[Try it]: Among the entries below, how many lines hold the word "fields"? Reply with the number only.

Records provided START

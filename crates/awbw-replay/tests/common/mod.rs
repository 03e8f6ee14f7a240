#![allow(dead_code)]

use std::io::{Cursor, Write};

use awbw_replay::{Key, PhpEncoder, SerializedValue};
use flate2::write::GzEncoder;
use flate2::Compression;
use zip::write::SimpleFileOptions;
use zip::{CompressionMethod, ZipWriter};

pub fn gzip(data: &[u8]) -> Vec<u8> {
    let mut enc = GzEncoder::new(Vec::new(), Compression::default());
    enc.write_all(data).unwrap();
    enc.finish().unwrap()
}

/// Zip archive whose members are stored as given, without gzip.
pub fn zip_raw(members: &[(&str, Vec<u8>)]) -> Vec<u8> {
    let mut zip = ZipWriter::new(Cursor::new(Vec::new()));
    let options = SimpleFileOptions::default().compression_method(CompressionMethod::Stored);
    for (name, data) in members {
        zip.start_file(*name, options).unwrap();
        zip.write_all(data).unwrap();
    }
    zip.finish().unwrap().into_inner()
}

/// Replay-shaped archive: every member gzip-compressed.
pub fn replay_zip(members: &[(&str, &[u8])]) -> Vec<u8> {
    let gzipped: Vec<(&str, Vec<u8>)> = members
        .iter()
        .map(|(name, data)| (*name, gzip(data)))
        .collect();
    zip_raw(&gzipped)
}

pub fn php(value: &SerializedValue) -> String {
    String::from_utf8(PhpEncoder::new().encode(value)).unwrap()
}

/// `p:<player>;d:<day>;a:<array of the given JSON texts>`
pub fn action_line(player: i64, day: i64, json: &[&str]) -> String {
    let list = SerializedValue::List(
        json.iter()
            .enumerate()
            .map(|(i, s)| (Key::Int(i as i64), SerializedValue::Text((*s).to_owned())))
            .collect(),
    );
    format!("p:{player};d:{day};a:{}", php(&list))
}

pub fn object(class: &str, fields: Vec<(&str, SerializedValue)>) -> SerializedValue {
    SerializedValue::Object {
        class: class.to_owned(),
        fields: fields
            .into_iter()
            .map(|(k, v)| (Key::from(k), v))
            .collect(),
    }
}

/// Game state with one `Game` object holding two `Player` objects.
pub fn game_state() -> SerializedValue {
    let player = |id: i64, funds: i64| {
        object(
            "Player",
            vec![
                ("players_id", SerializedValue::Int(id)),
                ("players_funds", SerializedValue::Int(funds)),
                ("players_eliminated", SerializedValue::Text("N".into())),
            ],
        )
    };
    object(
        "Game",
        vec![
            ("games_id", SerializedValue::Int(52963)),
            ("day", SerializedValue::Int(1)),
            (
                "players",
                SerializedValue::List(vec![
                    (Key::Int(0), player(7, 1000)),
                    (Key::Int(1), player(8, 0)),
                ]),
            ),
        ],
    )
}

Records provided END

[Result]: 2